Patrząc z dzisiejszej perspektywy, jakie były blaski i cienie formacji konspiracyjnej?

- Formacja kapłańska w czasach komunistycznych miała charakter wyjątkowy. Nie było wolności i nie można było normalnie się kształcić i rozwijać. Choć z drugiej strony życie Kościoła miało pewne pozytywne strony, przede wszystkim było w nim mniej administracji i biurokracji. Kierowała nami odwaga i wierność. Wtedy też granice były wyraźne: wiedzieliśmy gdzie jest zło, a gdzie dobro, gdzie wróg, a gdzie przyjaciel. Obecnie wiele ludzi w Kościele jest zdezorientowanych. Te granice się pozacierały, wielu ludzi pyta nas, co robić? Wtedy mieliśmy wspaniałe plany i mówiliśmy sobie, że w ich realizacji przeszkadzają nam komuniści. Teraz tak nie jest. Czy w Czechach w zadowalający sposób została przeprowadzona lustracja, w tym ludzi Kościoła?

- W Czechach podstawa trudność z lustracją polega na tym, że większość dokumentów bezpieki została zniszczona. Pozostały tylko listy z nazwiskami współpracowników. Niestety nie mamy dowodów. Do tego większość ludzi uwikłanych we współpracę albo poumierało, albo są już bardzo starzy. Są to bardzo bolesne historie ludzkie. Wiemy jedno: osoby zajmujące obecnie wysokie stanowiska w Kościele nie współpracowały.

Czy można szacunkowo określić, jaki procent duchownych współpracowało z reżimem komunistycznym?

- Trzeba rozróżnić tych, którzy byli przygotowani specjalnie do pracy agenturalnej w środowiskach kościelnych i takich szacuje się, że było ok. 7 proc., od tych, którzy współpracowali z takimi organizacjami, jak kontrolowane przez władze komunistyczne stowarzyszenia tzw. pokojowych księży „Pacem in terris”. Niektórzy sądzą, że większym złem była działalność w takiej organizacji niż bycie agentem. Widzimy, że to wszystko nie jest takie proste. Nie mamy dowodów na to, że dany kapłan-agent przyczynił się do uwięzienia jakiejś osoby duchownej.

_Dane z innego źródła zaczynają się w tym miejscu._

//! POSIX named semaphore used as the binary lock shared with the master.

use super::OpenMode;
use crate::error::{ShmError, ShmResult};
use std::ffi::CString;
use std::io;
use std::ptr::NonNull;
use std::time::Duration;

use nix::sys::time::TimeSpec;
use nix::time::{ClockId, clock_gettime};

/// Initial value of a freshly created semaphore (unlocked).
const SEM_INITIAL_VALUE: libc::c_uint = 1;

/// Owned handle to a named semaphore.
///
/// Dropping the handle closes it locally (`sem_close`); the named object
/// itself survives and stays shared with the counterpart process.
pub struct NamedSemaphore {
    sem: NonNull<libc::sem_t>,
    name: String,
}

// SAFETY: the handle refers to a process-shared semaphore whose operations
// are thread-safe; the pointer is never dereferenced by Rust code.
unsafe impl Send for NamedSemaphore {}
unsafe impl Sync for NamedSemaphore {}

impl NamedSemaphore {
    /// Open or create the semaphore `name` (already normalised to `/name`).
    pub fn open(name: &str, mode: OpenMode) -> ShmResult<Self> {
        let c_name = CString::new(name).map_err(|_| ShmError::InvalidName {
            name: name.to_string(),
        })?;

        let raw = unsafe {
            match mode {
                OpenMode::Create => libc::sem_open(
                    c_name.as_ptr(),
                    libc::O_CREAT,
                    0o666 as libc::mode_t,
                    SEM_INITIAL_VALUE,
                ),
                OpenMode::Open => libc::sem_open(c_name.as_ptr(), 0),
            }
        };

        if raw == libc::SEM_FAILED {
            return Err(ShmError::OpenSemaphore {
                name: name.to_string(),
                source: io::Error::last_os_error(),
            });
        }

        let sem = NonNull::new(raw).ok_or_else(|| ShmError::OpenSemaphore {
            name: name.to_string(),
            source: io::Error::from(io::ErrorKind::InvalidData),
        })?;

        Ok(Self {
            sem,
            name: name.to_string(),
        })
    }

    /// Semaphore name.
    pub fn name(&self) -> &str {
        &self.name
    }

    /// Non-blocking acquire. `Ok(false)` when the semaphore is held elsewhere.
    pub fn try_wait(&self) -> ShmResult<bool> {
        if unsafe { libc::sem_trywait(self.sem.as_ptr()) } == 0 {
            return Ok(true);
        }
        let err = io::Error::last_os_error();
        match err.raw_os_error() {
            Some(libc::EAGAIN) | Some(libc::EINTR) => Ok(false),
            _ => Err(ShmError::Lock {
                name: self.name.clone(),
                source: err,
            }),
        }
    }

    /// Blocking acquire, restarted on signal interruption.
    pub fn wait(&self) -> ShmResult<()> {
        loop {
            if unsafe { libc::sem_wait(self.sem.as_ptr()) } == 0 {
                return Ok(());
            }
            let err = io::Error::last_os_error();
            if err.raw_os_error() != Some(libc::EINTR) {
                return Err(ShmError::Lock {
                    name: self.name.clone(),
                    source: err,
                });
            }
        }
    }

    /// Acquire, giving up after `timeout`. `Ok(false)` on expiry.
    ///
    /// The deadline is absolute on `CLOCK_REALTIME`, as `sem_timedwait`
    /// requires, so a signal restart does not extend it.
    pub fn timed_wait(&self, timeout: Duration) -> ShmResult<bool> {
        let now = clock_gettime(ClockId::CLOCK_REALTIME).map_err(|e| ShmError::Lock {
            name: self.name.clone(),
            source: io::Error::from(e),
        })?;
        let deadline = now + TimeSpec::from(timeout);
        loop {
            if unsafe { libc::sem_timedwait(self.sem.as_ptr(), deadline.as_ref()) } == 0 {
                return Ok(true);
            }
            let err = io::Error::last_os_error();
            match err.raw_os_error() {
                Some(libc::EINTR) => continue,
                Some(libc::ETIMEDOUT) => return Ok(false),
                _ => {
                    return Err(ShmError::Lock {
                        name: self.name.clone(),
                        source: err,
                    });
                }
            }
        }
    }

    /// Release.
    pub fn post(&self) -> ShmResult<()> {
        if unsafe { libc::sem_post(self.sem.as_ptr()) } == 0 {
            Ok(())
        } else {
            Err(ShmError::Unlock {
                name: self.name.clone(),
                source: io::Error::last_os_error(),
            })
        }
    }

    /// Remove the named semaphore from the system.
    pub fn unlink(name: &str) -> ShmResult<()> {
        let c_name = CString::new(name).map_err(|_| ShmError::InvalidName {
            name: name.to_string(),
        })?;
        if unsafe { libc::sem_unlink(c_name.as_ptr()) } == 0 {
            Ok(())
        } else {
            Err(ShmError::Unlink {
                name: name.to_string(),
                source: io::Error::last_os_error(),
            })
        }
    }
}

impl Drop for NamedSemaphore {
    fn drop(&mut self) {
        unsafe {
            libc::sem_close(self.sem.as_ptr());
        }
    }
}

Ksiądz Biskup był więziony...

- Krótko zostałem uwięziony w 1981 r. i przebywałem w więzieniu 15 miesięcy. W tym czasie więziono także członków Karty 77, m. in. późniejszego prezydenta Vaclava Havla, ministra spraw zagranicznych Jiříego Dienstbiera.

Jakie oczekiwania ma Ksiądz Biskup wobec wizyty Benedykta XVI i jak wpłynie ona na Kościół w Czechach?

- Myślę, że wizyta będzie szczególnie ważna dla czeskiego środowiska kultury i nauki. Tym bardziej, że te środowiska prosiły o to spotkanie i je przygotowują. Równie ważne będą Msze św. w Brnie i w Starym Bolesławcu, w których uczestniczyć będą tysiące wiernych. Mimo, że Benedykt XVI może nie porywa rzesz ludzkich tak, jak to robił Jan Paweł II, to wierni mojej diecezji licznie wybierają się na spotkanie z papieżem, tak do Brna jak i do Starego Bolesławca. Do obu miejsc przybędzie po ok. 10 tys. osób.